The standard next question is to ask what is the obstruction space. Very standard arguments that can be made with almost any deformation functor show us the following. I’ll leave out the details, but tell you what to fill in. By an obstruction, we mean take a map in our deformation ring category {R_1\rightarrow R_0} that has kernel {I} with the property that {I\cdot m_{R_1}=0} so that it is naturally a {k}-vector space. Take some representation {\rho: G_S\rightarrow GL_n(R_0)}. We want to know if there is some {\rho': G_S\rightarrow GL_n(R_1)} so that upon composing {GL_n(R_1)\rightarrow GL_n(R_0)} we get {\rho} back. If you’ve seen this geometrically, then your intuition should be to show that “locally” you can do it, and then the ability to glue to get a global object is some class in {H^2} causing the obstruction. This is again the idea here. You formally make the lift set-theoretically. The obstruction to being a homomorphism is a class {Ob(\rho)\in H^2(G_S, Ad(\overline{\rho})\otimes_k I)}. If the class is 0, then we can lift the representation, otherwise it is obstructed. We call {H^2(G_S, Ad(\overline{\rho}))} the “obstruction space” to the deformation functor.

This gives us an expected dimension for the deformation space. In some sense, we’d expect that each dimension of the obstruction space would cut the dimension of the space by one. If {d_1=\dim H^1(G_S, Ad(\overline{\rho}))} and {d_2=\dim H^2(G_S, Ad(\overline{\rho}))}, then we’d expect {Kdim(\mathcal{R}/m_{\Lambda}\mathcal{R})=d_1-d_2}, but this is still an open conjecture and is probably hard since it generalizes Leopoldt’s conjecture. What we do get is that {Kdim(\mathcal{R}/m_{\Lambda}\mathcal{R})\geq d_1-d_2}. The rough idea behind having an inequality is that each dimension of the obstruction space is introducing a relation, and so the relation at most cuts the dimension down by one. But maybe we get to the fifth relation and it is redundant, then the dimension won’t go down.

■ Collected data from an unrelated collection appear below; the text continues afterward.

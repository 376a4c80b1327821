// File: ./src/cli.rs
//! Command-line parsing and the commands behind the `crampon` binary.
//!
//! Commands return their output as a `String`; the binary does the printing.

use crate::config::{Config, DecorationMode, Dimension};
use crate::context::AppContext;
use crate::model::{PartitionError, partition};
use crate::render::{MarkupSurface, Renderer};
use crate::source::{self, ListSource};
use anyhow::{Context, Result, bail};
use std::fmt::Write;
use strum::IntoEnumIterator;
use std::fs;
use std::path::{Path, PathBuf};

#[derive(Debug, Clone, PartialEq, Default)]
pub struct RenderArgs {
    pub input: PathBuf,
    pub config: Option<PathBuf>,
    pub mode: Option<DecorationMode>,
    pub width: Option<Dimension>,
    pub marker_width: Option<Dimension>,
    pub radius: Option<Dimension>,
    pub color: Option<String>,
    pub icons: Vec<(String, String)>,
    pub item_height: Option<f32>,
}

#[derive(Debug, Clone, PartialEq)]
pub enum Command {
    Render(RenderArgs),
    Groups { input: PathBuf, json: bool },
    Config { init: bool },
    Help,
}

#[derive(Debug, Clone, PartialEq)]
pub struct Invocation {
    /// `--root <path>`: keep the config under this directory instead of the OS default.
    pub root: Option<PathBuf>,
    pub command: Command,
}

fn take_value<'a, I>(flag: &str, iter: &mut I) -> Result<&'a str>
where
    I: Iterator<Item = &'a String>,
{
    iter.next()
        .map(String::as_str)
        .with_context(|| format!("{} expects a value", flag))
}

fn parse_dimension(flag: &str, value: &str) -> Result<Dimension> {
    value
        .parse::<Dimension>()
        .with_context(|| format!("bad value for {}", flag))
}

/// Parses the arguments after the binary name.
pub fn parse_args(args: &[String]) -> Result<Invocation> {
    let mut root = None;
    let mut positional: Vec<&str> = Vec::new();
    let mut render = RenderArgs::default();
    let mut json = false;
    let mut init = false;

    let mut iter = args.iter();
    while let Some(arg) = iter.next() {
        match arg.as_str() {
            "-h" | "--help" | "help" => {
                return Ok(Invocation {
                    root,
                    command: Command::Help,
                });
            }
            "-r" | "--root" => root = Some(PathBuf::from(take_value(arg, &mut iter)?)),
            "-c" | "--config" => {
                render.config = Some(PathBuf::from(take_value(arg, &mut iter)?))
            }
            "--mode" => {
                let value = take_value(arg, &mut iter)?;
                render.mode = Some(
                    value
                        .parse()
                        .map_err(|_| anyhow::anyhow!("unknown mode '{}'", value))?,
                );
            }
            "--width" => render.width = Some(parse_dimension(arg, take_value(arg, &mut iter)?)?),
            "--marker-width" => {
                render.marker_width = Some(parse_dimension(arg, take_value(arg, &mut iter)?)?)
            }
            "--radius" => {
                render.radius = Some(parse_dimension(arg, take_value(arg, &mut iter)?)?)
            }
            "--color" => render.color = Some(take_value(arg, &mut iter)?.to_string()),
            "--icon" => {
                let value = take_value(arg, &mut iter)?;
                let (tag, src) = value
                    .split_once('=')
                    .with_context(|| format!("--icon expects tag=src, got '{}'", value))?;
                render.icons.push((tag.to_string(), src.to_string()));
            }
            "--item-height" => {
                let value = take_value(arg, &mut iter)?;
                let height = value
                    .trim_end_matches("px")
                    .parse::<f32>()
                    .ok()
                    .filter(|h| h.is_finite() && *h > 0.0)
                    .with_context(|| format!("bad value for --item-height: '{}'", value))?;
                render.item_height = Some(height);
            }
            "--json" => json = true,
            "--init" => init = true,
            other if other.starts_with('-') => bail!("unknown option '{}'", other),
            other => positional.push(other),
        }
    }

    let command = match positional.as_slice() {
        [] => Command::Help,
        ["render", input] => Command::Render(RenderArgs {
            input: PathBuf::from(*input),
            ..render
        }),
        ["groups", input] => Command::Groups {
            input: PathBuf::from(*input),
            json,
        },
        ["config"] => Command::Config { init },
        ["render" | "groups"] => bail!("missing input file"),
        [cmd, ..] => bail!("unexpected arguments after '{}'", cmd),
    };

    Ok(Invocation { root, command })
}

fn read_list(path: &Path) -> Result<ListSource> {
    let markup = fs::read_to_string(path)
        .with_context(|| format!("Failed to read list file '{}'", path.display()))?;
    source::parse_list(&markup).with_context(|| format!("In '{}'", path.display()))
}

/// Config file, then command-line overrides on top.
fn effective_config(args: &RenderArgs, ctx: &dyn AppContext) -> Result<Config> {
    let mut config = match &args.config {
        Some(path) => Config::load_from_path(path)?,
        None => Config::load_or_default(ctx)?,
    };

    if let Some(mode) = args.mode {
        config = config.with_mode(mode);
    }
    if let Some(width) = args.width {
        config = config.with_width(width);
    }
    if let Some(marker_width) = args.marker_width {
        config = config.with_marker_width(marker_width);
    }
    if let Some(radius) = args.radius {
        config = config.with_radius(radius);
    }
    if let Some(color) = &args.color {
        config = config.with_color(color);
    }
    for (tag, src) in &args.icons {
        config = config.with_icon(tag, src);
    }
    Ok(config)
}

pub fn render_command(args: &RenderArgs, ctx: &dyn AppContext) -> Result<String> {
    let config = effective_config(args, ctx)?;
    let list = read_list(&args.input)?;

    let mut surface = MarkupSurface::from_source(&list);
    if let Some(height) = args.item_height {
        surface = surface.with_default_height(height);
    }

    let report = Renderer::new(config).render(&list.items, &mut surface)?;
    if let Some(PartitionError::MissingTag { item }) = &report.skipped {
        log::warn!(
            "Item {} has no {} attribute; group markers were not drawn",
            item,
            source::TAG_ATTRIBUTE
        );
    }
    Ok(surface.to_html())
}

pub fn groups_command(input: &Path, json: bool) -> Result<String> {
    let list = read_list(input)?;
    let mut out = String::new();

    match partition(&list.items) {
        Ok(result) if json => {
            out = serde_json::to_string_pretty(&result)?;
            out.push('\n');
        }
        Ok(result) => {
            for (id, role) in result.roles() {
                let mut flags = Vec::new();
                if role.is_first {
                    flags.push("first");
                }
                if role.is_last {
                    flags.push("last");
                }
                let _ = writeln!(
                    out,
                    "{}\t{}\t{}\t{}",
                    id.0,
                    role.group_tag,
                    role.group_ordinal,
                    flags.join(" ")
                );
            }
        }
        Err(PartitionError::MissingTag { item }) => {
            let _ = writeln!(out, "missing {} on item {}", source::TAG_ATTRIBUTE, item.0);
        }
    }
    Ok(out)
}

pub fn config_command(init: bool, ctx: &dyn AppContext) -> Result<String> {
    let path = ctx.get_config_file_path()?;
    let config = Config::load_or_default(ctx)?;
    if init && !path.exists() {
        config.save(ctx)?;
    }

    let mut out = format!("# {}\n", path.display());
    out.push_str(&config.to_toml()?);
    Ok(out)
}

pub fn execute(command: &Command, ctx: &dyn AppContext, binary_name: &str) -> Result<String> {
    match command {
        Command::Render(args) => render_command(args, ctx),
        Command::Groups { input, json } => groups_command(input, *json),
        Command::Config { init } => config_command(*init, ctx),
        Command::Help => Ok(help_text(binary_name)),
    }
}

pub fn help_text(binary_name: &str) -> String {
    let mut s = String::new();
    let _ = writeln!(
        s,
        "Crampon v{} - bracket markers for grouped list items",
        env!("CARGO_PKG_VERSION")
    );
    s.push('\n');
    s.push_str("USAGE:\n");
    let _ = writeln!(s, "    {} render <list.html> [OPTIONS]", binary_name);
    let _ = writeln!(s, "    {} groups <list.html> [--json]", binary_name);
    let _ = writeln!(s, "    {} config [--init]", binary_name);
    let _ = writeln!(s, "    {} --help", binary_name);
    s.push('\n');
    s.push_str("OPTIONS:\n");
    s.push_str("    -r, --root <path>       Use a different directory for the config file.\n");
    s.push_str("    -c, --config <file>     Read this config file instead of the default one.\n");
    let modes: Vec<String> = DecorationMode::iter().map(|m| m.to_string()).collect();
    let _ = writeln!(
        s,
        "    {:<24}Decorate the first item with an icon or its group number.",
        format!("--mode {}", modes.join("|"))
    );
    s.push_str("    --width <px>            Left padding of the list (default 40px).\n");
    s.push_str("    --marker-width <px>     Width of the marker line (default 3px).\n");
    s.push_str("    --radius <px>           Corner radius in ordinal mode (default 7px).\n");
    s.push_str("    --color <color>         Marker color: any CSS color, or 'auto'.\n");
    s.push_str("    --icon <tag=src>        Icon for a group (repeatable).\n");
    s.push_str("    --item-height <px>      Assumed height of each item (default 20px).\n");
    s.push_str("    --json                  Print groups as JSON.\n");
    s.push_str("    --init                  Write the config file if it does not exist.\n");
    s.push_str("    -h, --help              Show this help message.\n");
    s.push('\n');
    s.push_str("Items are <li> elements with a data-crampon attribute. Items sharing a value\n");
    s.push_str("form one group, wherever they appear in the list.\n");
    s.push('\n');
    s.push_str("Logging goes to stderr; set CRAMPON_LOG=debug for details.\n");
    s
}

#[cfg(test)]
mod tests {
    use super::*;

    fn args(list: &[&str]) -> Vec<String> {
        list.iter().map(|s| s.to_string()).collect()
    }

    #[test]
    fn parses_render_options() {
        let inv = parse_args(&args(&[
            "render",
            "list.html",
            "--mode",
            "ordinal",
            "--width",
            "50",
            "--icon",
            "a=a.png",
            "--root",
            "/tmp/x",
        ]))
        .unwrap();
        assert_eq!(inv.root, Some(PathBuf::from("/tmp/x")));
        let Command::Render(render) = inv.command else {
            panic!("expected render command");
        };
        assert_eq!(render.input, PathBuf::from("list.html"));
        assert_eq!(render.mode, Some(DecorationMode::Ordinal));
        assert_eq!(render.width, Some(Dimension::px(50.0)));
        assert_eq!(render.icons, vec![("a".to_string(), "a.png".to_string())]);
    }

    #[test]
    fn rejects_bad_input() {
        assert!(parse_args(&args(&["render"])).is_err());
        assert!(parse_args(&args(&["render", "x", "--mode", "sparkles"])).is_err());
        assert!(parse_args(&args(&["render", "x", "--icon", "nosrc"])).is_err());
        assert!(parse_args(&args(&["groups", "x", "--bogus"])).is_err());
        assert!(parse_args(&args(&["render", "x", "--width"])).is_err());
    }

    #[test]
    fn no_arguments_means_help() {
        assert_eq!(parse_args(&[]).unwrap().command, Command::Help);
        assert_eq!(
            parse_args(&args(&["groups", "x", "-h"])).unwrap().command,
            Command::Help
        );
    }
}
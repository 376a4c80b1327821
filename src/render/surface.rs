// File: ./src/render/surface.rs
use crate::model::ItemId;

/// Image placed inside the first box of a group in icon mode.
#[derive(Debug, Clone, PartialEq)]
pub struct BoxImage {
    pub src: String,
    pub margin_top: f32,
    pub max_height: f32,
    pub width: f32,
    pub left: f32,
}

/// The drawing capability the renderer is handed.
///
/// Everything the renderer knows about the page goes through here: item
/// measurements come in, style mutations go out. Implementations decide what a
/// "box" is (a DOM node, a recorded struct, ...).
pub trait RenderSurface {
    fn add_list_class(&mut self, class: &str);
    fn set_list_style(&mut self, property: &str, value: &str);

    /// Rendered height of an item, in pixels.
    fn item_height(&self, item: ItemId) -> f32;

    /// Inserts an empty box as the first child of the item.
    fn insert_box(&mut self, item: ItemId, class: &str);
    fn set_box_style(&mut self, item: ItemId, property: &str, value: &str);
    fn set_box_text(&mut self, item: ItemId, text: &str);
    fn insert_box_image(&mut self, item: ItemId, image: &BoxImage);

    /// Rendered height of the item's box, in pixels.
    fn box_height(&self, item: ItemId) -> f32;
}
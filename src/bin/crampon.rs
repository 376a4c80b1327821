use anyhow::Result;
use crampon::cli::{self, Invocation};
use crampon::context::StandardContext;
use simplelog::{ColorChoice, ConfigBuilder, LevelFilter, TermLogger, TerminalMode};
use std::env;
use std::str::FromStr;

fn init_logging() {
    let level = env::var("CRAMPON_LOG")
        .ok()
        .and_then(|v| LevelFilter::from_str(&v).ok())
        .unwrap_or(LevelFilter::Warn);

    let config = ConfigBuilder::new()
        .set_time_level(LevelFilter::Off)
        .set_target_level(LevelFilter::Off)
        .build();

    // Logs go to stderr so rendered HTML on stdout stays clean.
    let _ = TermLogger::init(level, config, TerminalMode::Stderr, ColorChoice::Auto);
}

fn main() -> Result<()> {
    init_logging();

    let args: Vec<String> = env::args().skip(1).collect();
    let Invocation { root, command } = cli::parse_args(&args)?;

    let ctx = StandardContext::new(root);
    let output = cli::execute(&command, &ctx, "crampon")?;
    print!("{}", output);
    Ok(())
}
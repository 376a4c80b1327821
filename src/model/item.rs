// File: ./src/model/item.rs
use serde::{Deserialize, Serialize};
use std::fmt;

/// Document position of a list entry. Surfaces use it to find the element again.
#[derive(Debug, Clone, Copy, PartialEq, Eq, Hash, PartialOrd, Ord, Serialize, Deserialize)]
pub struct ItemId(pub usize);

impl fmt::Display for ItemId {
    fn fmt(&self, f: &mut fmt::Formatter<'_>) -> fmt::Result {
        write!(f, "#{}", self.0)
    }
}

#[derive(Debug, Clone, PartialEq, Eq, Serialize, Deserialize)]
pub struct Item {
    pub id: ItemId,
    pub tag: Option<String>,
}

impl Item {
    pub fn new(id: usize, tag: Option<&str>) -> Self {
        Self {
            id: ItemId(id),
            tag: tag.map(str::to_string),
        }
    }

    pub fn tagged(id: usize, tag: &str) -> Self {
        Self::new(id, Some(tag))
    }

    /// Returns the tag only when it is present and non-empty.
    /// An empty `data-crampon=""` attribute counts as missing.
    pub fn group_tag(&self) -> Option<&str> {
        self.tag.as_deref().filter(|t| !t.is_empty())
    }

    /// Builds items in document order from a list of raw tags.
    pub fn from_tags<'a, I>(tags: I) -> Vec<Item>
    where
        I: IntoIterator<Item = Option<&'a str>>,
    {
        tags.into_iter()
            .enumerate()
            .map(|(i, tag)| Item::new(i, tag))
            .collect()
    }
}

#[cfg(test)]
mod tests {
    use super::*;

    #[test]
    fn empty_tag_is_missing() {
        assert_eq!(Item::new(0, Some("")).group_tag(), None);
        assert_eq!(Item::new(1, None).group_tag(), None);
        assert_eq!(Item::tagged(2, "fruit").group_tag(), Some("fruit"));
    }

    #[test]
    fn from_tags_assigns_positions() {
        let items = Item::from_tags([Some("a"), None, Some("b")]);
        let ids: Vec<usize> = items.iter().map(|i| i.id.0).collect();
        assert_eq!(ids, vec![0, 1, 2]);
        assert_eq!(items[1].tag, None);
    }
}
// File: ./src/model/mod.rs
pub mod item;
pub mod partition;

pub use item::{Item, ItemId};
pub use partition::{Group, ItemRole, PartitionError, PartitionResult, partition};
// Tests for the command functions behind the binary.
use crampon::cli::{self, Command, RenderArgs};
use crampon::config::DecorationMode;
use crampon::context::{AppContext, TestContext};
use std::fs;
use std::path::PathBuf;

const LIST: &str = r#"<ul>
  <li data-crampon="x">Apple</li>
  <li data-crampon="x">Pear</li>
  <li data-crampon="y">Leek</li>
  <li data-crampon="x">Plum</li>
</ul>"#;

fn write_list(ctx: &TestContext, markup: &str) -> PathBuf {
    let path = ctx.root.join("list.html");
    fs::write(&path, markup).unwrap();
    path
}

#[test]
fn test_render_ordinal_html() {
    let ctx = TestContext::new();
    let input = write_list(&ctx, LIST);
    let args = RenderArgs {
        input,
        mode: Some(DecorationMode::Ordinal),
        ..RenderArgs::default()
    };

    let html = cli::render_command(&args, &ctx).unwrap();
    assert!(html.starts_with("<ul class=\"crampon-list\" style=\"padding-left: 40px;\">\n"));
    assert!(html.contains(
        "<li data-crampon=\"x\"><div class=\"crampon-box\" style=\"height: 20px; width: 7px; left: -7px; text-indent: -17.5px; border-left: 3px solid #000; border-radius: 7px 0 0 0;\">1</div>Apple</li>"
    ));
    assert!(html.contains(">2</div>Leek</li>"));
    assert!(html.contains("border-radius: 0 0 0 7px;\"></div>Plum</li>"));
}

#[test]
fn test_render_icon_html_with_flags() {
    let ctx = TestContext::new();
    let input = write_list(&ctx, LIST);
    let args = cli::parse_args(&[
        "render".to_string(),
        input.to_string_lossy().to_string(),
        "--icon".to_string(),
        "x=x.png".to_string(),
        "--icon".to_string(),
        "y=y.png".to_string(),
        "--item-height".to_string(),
        "30".to_string(),
    ])
    .unwrap();

    let html = cli::execute(&args.command, &ctx, "crampon").unwrap();
    assert!(html.contains("<img src=\"x.png\""));
    assert!(html.contains("<img src=\"y.png\""));
    // last of x is item 3, shortened from 30px
    assert!(html.contains("height: 25.5px;"));
}

#[test]
fn test_render_without_icons_fails() {
    let ctx = TestContext::new();
    let input = write_list(&ctx, LIST);
    let args = RenderArgs {
        input,
        ..RenderArgs::default()
    };
    let err = cli::render_command(&args, &ctx).unwrap_err();
    assert!(err.to_string().contains("no icon mapped for group 'x'"));
}

#[test]
fn test_render_reads_config_file() {
    let ctx = TestContext::new();
    let input = write_list(&ctx, LIST);
    fs::write(
        ctx.get_config_file_path().unwrap(),
        "mode = \"ordinal\"\nwidth = \"24px\"\n",
    )
    .unwrap();

    let args = RenderArgs {
        input,
        ..RenderArgs::default()
    };
    let html = cli::render_command(&args, &ctx).unwrap();
    assert!(html.contains("padding-left: 24px;"));
    assert!(html.contains(">1</div>Apple"));
}

#[test]
fn test_groups_plain_and_json() {
    let ctx = TestContext::new();
    let input = write_list(&ctx, LIST);

    let text = cli::groups_command(&input, false).unwrap();
    assert_eq!(
        text,
        "0\tx\t1\tfirst\n1\tx\t1\t\n2\ty\t2\tfirst last\n3\tx\t1\tlast\n"
    );

    let json = cli::groups_command(&input, true).unwrap();
    let value: serde_json::Value = serde_json::from_str(&json).unwrap();
    assert_eq!(value["groups"][0]["tag"], "x");
    assert_eq!(value["groups"][0]["items"], serde_json::json!([0, 1, 3]));
    assert_eq!(value["groups"][1]["ordinal"], 2);
}

#[test]
fn test_groups_reports_missing_tag() {
    let ctx = TestContext::new();
    let input = write_list(&ctx, "<ol><li data-crampon=\"a\">A</li><li>B</li></ol>");
    let text = cli::groups_command(&input, false).unwrap();
    assert_eq!(text, "missing data-crampon on item 1\n");
}

#[test]
fn test_config_init_writes_file_once() {
    let ctx = TestContext::new();
    let path = ctx.get_config_file_path().unwrap();
    assert!(!path.exists());

    let out = cli::execute(&Command::Config { init: true }, &ctx, "crampon").unwrap();
    assert!(path.exists());
    assert!(out.starts_with(&format!("# {}\n", path.display())));
    assert!(out.contains("marker_color = \"#000\""));

    fs::write(&path, "marker_color = \"red\"\n").unwrap();
    let out = cli::execute(&Command::Config { init: true }, &ctx, "crampon").unwrap();
    assert!(out.contains("marker_color = \"red\""));
}

#[test]
fn test_help_mentions_commands() {
    let ctx = TestContext::new();
    let help = cli::execute(&Command::Help, &ctx, "crampon").unwrap();
    assert!(help.contains("crampon render <list.html>"));
    assert!(help.contains("--mode icon|ordinal"));
}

Using some hard algebraic number theory we can actually convert {d_1-d_2} to something only involving {H^0}, but it is beyond the scope of these posts. We’ll end here for today. Next time we’ll specialize to Galois representations that are modular, since that was our motivation and see what more information we can get in that case (this means if you are following along with the Gouvea article, we will be skipping lectures 5 and 6).